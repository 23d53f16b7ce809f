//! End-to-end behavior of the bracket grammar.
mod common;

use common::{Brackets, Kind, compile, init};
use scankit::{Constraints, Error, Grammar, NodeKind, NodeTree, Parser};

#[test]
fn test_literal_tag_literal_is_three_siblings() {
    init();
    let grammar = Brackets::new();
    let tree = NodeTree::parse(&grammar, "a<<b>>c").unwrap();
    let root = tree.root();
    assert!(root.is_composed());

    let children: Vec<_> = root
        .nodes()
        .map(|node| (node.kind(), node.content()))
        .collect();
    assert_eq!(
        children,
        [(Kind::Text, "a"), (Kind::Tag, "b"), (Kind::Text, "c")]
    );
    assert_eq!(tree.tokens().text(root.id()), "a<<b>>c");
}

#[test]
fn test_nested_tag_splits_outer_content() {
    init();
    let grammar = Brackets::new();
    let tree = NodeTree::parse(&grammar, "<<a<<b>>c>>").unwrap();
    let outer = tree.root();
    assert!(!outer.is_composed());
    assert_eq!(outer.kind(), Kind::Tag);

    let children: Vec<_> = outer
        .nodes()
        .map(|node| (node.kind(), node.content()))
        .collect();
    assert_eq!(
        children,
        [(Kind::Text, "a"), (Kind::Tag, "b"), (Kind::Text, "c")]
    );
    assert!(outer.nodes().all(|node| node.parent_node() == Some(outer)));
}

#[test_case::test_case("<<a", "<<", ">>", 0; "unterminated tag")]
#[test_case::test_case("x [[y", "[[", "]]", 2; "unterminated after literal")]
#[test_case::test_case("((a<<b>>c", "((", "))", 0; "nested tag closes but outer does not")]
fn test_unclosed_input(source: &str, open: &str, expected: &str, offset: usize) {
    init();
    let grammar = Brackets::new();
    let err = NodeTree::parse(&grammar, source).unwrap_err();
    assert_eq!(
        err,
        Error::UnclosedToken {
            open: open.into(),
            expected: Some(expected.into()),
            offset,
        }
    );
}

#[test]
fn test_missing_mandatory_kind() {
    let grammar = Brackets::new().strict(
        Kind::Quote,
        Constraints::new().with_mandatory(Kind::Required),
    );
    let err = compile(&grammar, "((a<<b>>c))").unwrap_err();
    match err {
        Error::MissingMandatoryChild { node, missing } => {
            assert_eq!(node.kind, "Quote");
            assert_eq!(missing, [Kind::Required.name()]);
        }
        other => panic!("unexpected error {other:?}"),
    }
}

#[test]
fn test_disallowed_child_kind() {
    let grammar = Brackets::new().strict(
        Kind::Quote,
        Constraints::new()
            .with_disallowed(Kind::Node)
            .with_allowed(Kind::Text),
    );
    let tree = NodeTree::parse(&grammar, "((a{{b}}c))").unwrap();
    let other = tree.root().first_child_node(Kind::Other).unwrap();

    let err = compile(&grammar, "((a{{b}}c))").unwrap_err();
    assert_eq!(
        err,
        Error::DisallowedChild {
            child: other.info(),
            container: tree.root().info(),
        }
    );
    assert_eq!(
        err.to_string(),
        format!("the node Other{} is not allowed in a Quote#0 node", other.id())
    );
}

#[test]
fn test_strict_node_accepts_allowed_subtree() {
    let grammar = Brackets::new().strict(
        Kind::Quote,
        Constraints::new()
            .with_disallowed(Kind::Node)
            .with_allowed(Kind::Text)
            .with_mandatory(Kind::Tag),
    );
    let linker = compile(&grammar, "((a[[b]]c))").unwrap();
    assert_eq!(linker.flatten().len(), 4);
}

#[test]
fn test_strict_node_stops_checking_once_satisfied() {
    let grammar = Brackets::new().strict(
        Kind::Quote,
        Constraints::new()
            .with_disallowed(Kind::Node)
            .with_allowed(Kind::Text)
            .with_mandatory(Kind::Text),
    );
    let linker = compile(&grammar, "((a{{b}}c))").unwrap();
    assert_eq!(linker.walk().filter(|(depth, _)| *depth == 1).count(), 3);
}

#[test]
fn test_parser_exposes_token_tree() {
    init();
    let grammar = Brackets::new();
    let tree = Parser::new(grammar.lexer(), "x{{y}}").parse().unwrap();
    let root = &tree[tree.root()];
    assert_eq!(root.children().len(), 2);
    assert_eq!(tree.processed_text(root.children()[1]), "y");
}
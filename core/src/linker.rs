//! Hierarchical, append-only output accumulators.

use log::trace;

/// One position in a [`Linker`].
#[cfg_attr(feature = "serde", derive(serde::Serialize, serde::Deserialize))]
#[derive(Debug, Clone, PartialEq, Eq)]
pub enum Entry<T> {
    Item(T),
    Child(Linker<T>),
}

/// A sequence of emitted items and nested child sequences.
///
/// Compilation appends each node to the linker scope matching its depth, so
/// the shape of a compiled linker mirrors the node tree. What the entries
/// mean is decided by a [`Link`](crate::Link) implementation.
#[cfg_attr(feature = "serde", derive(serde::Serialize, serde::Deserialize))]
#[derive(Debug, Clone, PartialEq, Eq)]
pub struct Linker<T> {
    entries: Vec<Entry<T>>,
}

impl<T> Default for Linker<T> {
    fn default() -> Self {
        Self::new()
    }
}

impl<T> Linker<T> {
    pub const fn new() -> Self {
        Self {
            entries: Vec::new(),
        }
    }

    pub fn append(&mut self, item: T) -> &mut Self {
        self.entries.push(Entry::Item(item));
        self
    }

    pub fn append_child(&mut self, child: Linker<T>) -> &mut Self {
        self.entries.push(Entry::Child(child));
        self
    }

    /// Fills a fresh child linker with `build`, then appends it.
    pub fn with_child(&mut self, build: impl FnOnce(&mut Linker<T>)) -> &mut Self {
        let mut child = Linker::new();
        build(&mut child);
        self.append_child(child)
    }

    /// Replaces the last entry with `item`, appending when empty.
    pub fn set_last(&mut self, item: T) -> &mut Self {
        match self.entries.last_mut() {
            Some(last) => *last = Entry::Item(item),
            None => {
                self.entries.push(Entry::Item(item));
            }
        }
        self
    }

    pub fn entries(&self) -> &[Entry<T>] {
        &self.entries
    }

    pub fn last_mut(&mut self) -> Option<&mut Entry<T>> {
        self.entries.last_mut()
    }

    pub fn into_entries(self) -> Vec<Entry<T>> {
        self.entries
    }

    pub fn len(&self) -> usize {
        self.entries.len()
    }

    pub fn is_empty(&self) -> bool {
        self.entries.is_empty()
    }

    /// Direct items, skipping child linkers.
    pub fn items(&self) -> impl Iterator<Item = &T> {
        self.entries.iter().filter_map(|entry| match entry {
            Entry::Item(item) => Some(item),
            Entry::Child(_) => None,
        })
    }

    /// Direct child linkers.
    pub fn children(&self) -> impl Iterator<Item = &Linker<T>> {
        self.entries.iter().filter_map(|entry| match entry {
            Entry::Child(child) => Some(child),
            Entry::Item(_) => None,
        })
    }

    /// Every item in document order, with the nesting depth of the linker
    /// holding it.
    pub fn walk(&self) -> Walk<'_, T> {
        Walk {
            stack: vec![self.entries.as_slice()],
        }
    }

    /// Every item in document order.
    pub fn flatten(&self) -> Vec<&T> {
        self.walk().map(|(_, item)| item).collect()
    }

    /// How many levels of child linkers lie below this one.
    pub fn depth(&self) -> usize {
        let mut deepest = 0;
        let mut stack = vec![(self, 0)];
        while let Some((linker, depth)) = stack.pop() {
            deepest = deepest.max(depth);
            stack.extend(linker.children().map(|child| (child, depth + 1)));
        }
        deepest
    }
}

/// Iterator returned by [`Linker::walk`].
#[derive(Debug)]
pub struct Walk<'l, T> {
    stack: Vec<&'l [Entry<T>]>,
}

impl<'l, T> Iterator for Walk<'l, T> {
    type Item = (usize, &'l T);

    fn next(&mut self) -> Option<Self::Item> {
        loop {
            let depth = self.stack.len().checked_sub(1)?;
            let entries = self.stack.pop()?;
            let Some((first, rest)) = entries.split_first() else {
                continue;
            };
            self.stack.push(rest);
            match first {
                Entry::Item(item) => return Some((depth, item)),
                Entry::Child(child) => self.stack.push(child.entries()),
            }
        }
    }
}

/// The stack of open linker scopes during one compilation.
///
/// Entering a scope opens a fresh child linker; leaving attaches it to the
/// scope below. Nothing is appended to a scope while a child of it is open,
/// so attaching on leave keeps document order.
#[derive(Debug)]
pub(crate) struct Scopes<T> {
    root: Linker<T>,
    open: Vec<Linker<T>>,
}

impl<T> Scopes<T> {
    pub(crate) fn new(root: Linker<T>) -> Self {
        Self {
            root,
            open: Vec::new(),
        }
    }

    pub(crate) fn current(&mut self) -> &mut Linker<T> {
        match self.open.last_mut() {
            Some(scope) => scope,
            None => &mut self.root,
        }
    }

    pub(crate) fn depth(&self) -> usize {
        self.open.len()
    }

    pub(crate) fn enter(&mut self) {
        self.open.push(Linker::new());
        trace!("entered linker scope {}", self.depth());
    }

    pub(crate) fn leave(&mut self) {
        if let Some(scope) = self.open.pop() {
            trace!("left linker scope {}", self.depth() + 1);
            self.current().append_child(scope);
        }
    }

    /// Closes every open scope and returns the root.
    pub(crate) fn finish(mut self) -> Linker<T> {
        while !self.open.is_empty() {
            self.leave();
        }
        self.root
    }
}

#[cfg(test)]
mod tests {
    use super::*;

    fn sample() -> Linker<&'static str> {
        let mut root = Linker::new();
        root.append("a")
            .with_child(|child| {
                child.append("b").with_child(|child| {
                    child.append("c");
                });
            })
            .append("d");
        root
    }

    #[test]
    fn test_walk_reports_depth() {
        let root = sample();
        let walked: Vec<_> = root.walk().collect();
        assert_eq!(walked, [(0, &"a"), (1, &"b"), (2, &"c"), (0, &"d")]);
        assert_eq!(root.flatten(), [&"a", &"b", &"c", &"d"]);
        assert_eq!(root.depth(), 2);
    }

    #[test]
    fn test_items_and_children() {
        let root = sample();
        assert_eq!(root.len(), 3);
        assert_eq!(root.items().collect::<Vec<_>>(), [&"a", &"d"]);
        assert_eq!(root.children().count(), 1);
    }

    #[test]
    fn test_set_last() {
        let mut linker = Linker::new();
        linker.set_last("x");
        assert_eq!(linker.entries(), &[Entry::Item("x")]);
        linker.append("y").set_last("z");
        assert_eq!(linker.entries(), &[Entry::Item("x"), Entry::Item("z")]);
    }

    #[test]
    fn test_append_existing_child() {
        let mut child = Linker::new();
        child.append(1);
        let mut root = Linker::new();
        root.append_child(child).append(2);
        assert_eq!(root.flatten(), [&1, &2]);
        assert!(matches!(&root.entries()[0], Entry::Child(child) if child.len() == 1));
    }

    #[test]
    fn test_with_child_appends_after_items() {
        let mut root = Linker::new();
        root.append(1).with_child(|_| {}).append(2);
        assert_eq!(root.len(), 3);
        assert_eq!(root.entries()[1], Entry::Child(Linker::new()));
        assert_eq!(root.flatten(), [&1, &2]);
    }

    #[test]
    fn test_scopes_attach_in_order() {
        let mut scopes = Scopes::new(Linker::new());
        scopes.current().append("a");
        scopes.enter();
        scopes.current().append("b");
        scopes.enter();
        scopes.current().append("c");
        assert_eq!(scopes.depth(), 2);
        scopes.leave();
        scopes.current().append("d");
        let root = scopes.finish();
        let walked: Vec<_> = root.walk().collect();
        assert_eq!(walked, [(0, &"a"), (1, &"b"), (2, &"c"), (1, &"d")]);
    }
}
• • • • • • •
Task goal => Wherever a line of the entries holds the string "while", copy that line.

Reply to the task =>
        while let Some((linker, depth)) = stack.pop() {
/// scope below. Nothing is appended to a scope while a child of it is open,
        while !self.open.is_empty() {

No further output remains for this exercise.